• **WORK TASK**:
Go through the data below and copy each line that includes "None".

• **GIVEN ENTRIES**:
━━━━
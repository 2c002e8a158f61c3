/*
 * Copyright (c) Microsoft Corporation.
 * Licensed under the MIT license.
 */

use std::ops::Index;

use serde::{Deserialize, Deserializer, Serialize, Serializer};
use thiserror::Error;

/// An owning, dense, 2-dimensional matrix laid out in row-major order.
///
/// Every constructor validates the shape, so an existing `Matrix` always has at least one
/// row and one column and every row has exactly `ncols` entries. Derived matrices
/// (transposes, permutations) are new allocations and never alias the source.
#[derive(Debug, Clone, PartialEq, Eq)]
pub struct Matrix<T> {
    data: Box<[T]>,
    nrows: usize,
    ncols: usize,
}

/// A student-by-item score matrix: rows are students, columns are items.
pub type ScoreMatrix = Matrix<u32>;

/// Reasons a matrix could not be constructed.
#[derive(Debug, Clone, PartialEq, Eq, Error)]
#[non_exhaustive]
pub enum ShapeError {
    #[error(
        "a matrix needs at least one row and one column, got {nrows} rows and {ncols} columns"
    )]
    Empty { nrows: usize, ncols: usize },
    #[error("row {row} has {got} entries but the first row has {expected}")]
    Ragged {
        row: usize,
        expected: usize,
        got: usize,
    },
    #[error(
        "tried to construct a matrix with {nrows} rows and {ncols} columns over a slice \
         of length {len}"
    )]
    Length {
        len: usize,
        nrows: usize,
        ncols: usize,
    },
}

/// Return `(nrows, ncols)` of a list of rows, checking that it describes a valid matrix.
///
/// Fails with [`ShapeError::Empty`] if there are no rows or the rows are empty, and with
/// [`ShapeError::Ragged`] for the first row whose length differs from row 0.
pub fn dimensions<T>(rows: &[Vec<T>]) -> Result<(usize, usize), ShapeError> {
    let nrows = rows.len();
    let ncols = rows.first().map_or(0, Vec::len);
    if nrows == 0 || ncols == 0 {
        return Err(ShapeError::Empty { nrows, ncols });
    }

    if let Some((row, r)) = rows.iter().enumerate().find(|(_, r)| r.len() != ncols) {
        return Err(ShapeError::Ragged {
            row,
            expected: ncols,
            got: r.len(),
        });
    }
    Ok((nrows, ncols))
}

impl<T> Matrix<T> {
    /// Try to construct a `Matrix` over the provided row-major `data`.
    ///
    /// The length of `data` must be equal to `nrows * ncols` and both dimensions must be
    /// non-zero.
    pub fn try_from(data: Vec<T>, nrows: usize, ncols: usize) -> Result<Self, ShapeError> {
        if nrows == 0 || ncols == 0 {
            return Err(ShapeError::Empty { nrows, ncols });
        }
        if data.len() != nrows * ncols {
            return Err(ShapeError::Length {
                len: data.len(),
                nrows,
                ncols,
            });
        }
        Ok(Self {
            data: data.into_boxed_slice(),
            nrows,
            ncols,
        })
    }

    /// Construct a `Matrix` from a list of rows. See [`dimensions`] for the failure modes.
    pub fn try_from_rows(rows: Vec<Vec<T>>) -> Result<Self, ShapeError> {
        let (nrows, ncols) = dimensions(&rows)?;
        let data: Box<[T]> = rows.into_iter().flatten().collect();
        debug_assert_eq!(data.len(), nrows * ncols);
        Ok(Self { data, nrows, ncols })
    }

    /// Return the number of rows in the matrix.
    pub fn nrows(&self) -> usize {
        self.nrows
    }

    /// Return the number of columns in the matrix.
    pub fn ncols(&self) -> usize {
        self.ncols
    }

    /// Return `(nrows, ncols)`. For a score matrix this is `(students, items)`.
    pub fn dimensions(&self) -> (usize, usize) {
        (self.nrows, self.ncols)
    }

    /// Return the underlying data as a slice.
    pub fn as_slice(&self) -> &[T] {
        &self.data
    }

    /// Return row `row` as a slice.
    ///
    /// # Panics
    ///
    /// Panics if `row >= self.nrows()`.
    pub fn row(&self, row: usize) -> &[T] {
        assert!(
            row < self.nrows(),
            "tried to access row {row} of a matrix with {} rows",
            self.nrows()
        );
        let start = row * self.ncols;
        &self.data[start..start + self.ncols]
    }

    /// Return row `row` if `row < self.nrows()`. Otherwise, return `None`.
    pub fn get_row(&self, row: usize) -> Option<&[T]> {
        if row < self.nrows() {
            Some(self.row(row))
        } else {
            None
        }
    }

    /// Return a iterator over all rows in the matrix.
    ///
    /// Rows are yielded sequentially beginning with row 0.
    pub fn row_iter(&self) -> impl ExactSizeIterator<Item = &[T]> {
        self.data.chunks_exact(self.ncols)
    }
}

impl<T: Copy> Matrix<T> {
    /// Return the matrix as a list of owned rows.
    pub fn to_rows(&self) -> Vec<Vec<T>> {
        self.row_iter().map(<[T]>::to_vec).collect()
    }

    /// Return a new matrix with rows and columns swapped.
    pub fn transpose(&self) -> Self {
        let data: Box<[T]> = (0..self.ncols)
            .flat_map(|col| self.row_iter().map(move |row| row[col]))
            .collect();

        Self {
            data,
            nrows: self.ncols,
            ncols: self.nrows,
        }
    }

    /// Return a new matrix whose row `i` is row `order[i]` of `self`.
    ///
    /// # Panics
    ///
    /// Panics if `order.len() != self.nrows()` or if any entry is out of bounds.
    pub fn select_rows(&self, order: &[usize]) -> Self {
        assert_eq!(
            order.len(),
            self.nrows(),
            "row order must have one entry per row"
        );
        let data: Box<[T]> = order
            .iter()
            .flat_map(|&r| self.row(r).iter().copied())
            .collect();

        Self {
            data,
            nrows: self.nrows,
            ncols: self.ncols,
        }
    }

    /// Return a new matrix whose column `j` is column `order[j]` of `self`.
    ///
    /// # Panics
    ///
    /// Panics if `order.len() != self.ncols()` or if any entry is out of bounds.
    pub fn select_columns(&self, order: &[usize]) -> Self {
        assert_eq!(
            order.len(),
            self.ncols(),
            "column order must have one entry per column"
        );
        let data: Box<[T]> = self
            .row_iter()
            .flat_map(|row| order.iter().map(move |&c| row[c]))
            .collect();

        Self {
            data,
            nrows: self.nrows,
            ncols: self.ncols,
        }
    }
}

impl<T> Matrix<T>
where
    T: Copy + Into<u64>,
{
    /// Sum of each row, aligned to row index.
    pub fn row_sums(&self) -> Vec<u64> {
        self.row_iter()
            .map(|row| row.iter().map(|&v| -> u64 { v.into() }).sum())
            .collect()
    }

    /// Sum of each column, aligned to column index.
    pub fn col_sums(&self) -> Vec<u64> {
        let mut sums = vec![0u64; self.ncols];
        self.row_iter().for_each(|row| {
            std::iter::zip(sums.iter_mut(), row.iter()).for_each(|(s, &v)| {
                let v: u64 = v.into();
                *s += v;
            });
        });
        sums
    }
}

/// Return a reference to the item at entry `(row, col)` in the matrix.
///
/// # Panics
///
/// Panics if `row >= self.nrows()` or `col >= self.ncols()`.
impl<T> Index<(usize, usize)> for Matrix<T> {
    type Output = T;

    fn index(&self, (row, col): (usize, usize)) -> &Self::Output {
        assert!(
            col < self.ncols(),
            "col {col} is out of bounds (max: {})",
            self.ncols()
        );
        &self.row(row)[col]
    }
}

// Matrices serialize as a list of rows so that JSON inputs read naturally.
impl<T: Serialize> Serialize for Matrix<T> {
    fn serialize<S: Serializer>(&self, serializer: S) -> Result<S::Ok, S::Error> {
        serializer.collect_seq(self.row_iter())
    }
}

impl<'de, T: Deserialize<'de>> Deserialize<'de> for Matrix<T> {
    fn deserialize<D: Deserializer<'de>>(deserializer: D) -> Result<Self, D::Error> {
        let rows = Vec::<Vec<T>>::deserialize(deserializer)?;
        Self::try_from_rows(rows).map_err(serde::de::Error::custom)
    }
}

///////////
// Tests //
///////////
━━━━
• **OUTPUT OF THE TASK**:
    /// Return row `row` if `row < self.nrows()`. Otherwise, return `None`.
            None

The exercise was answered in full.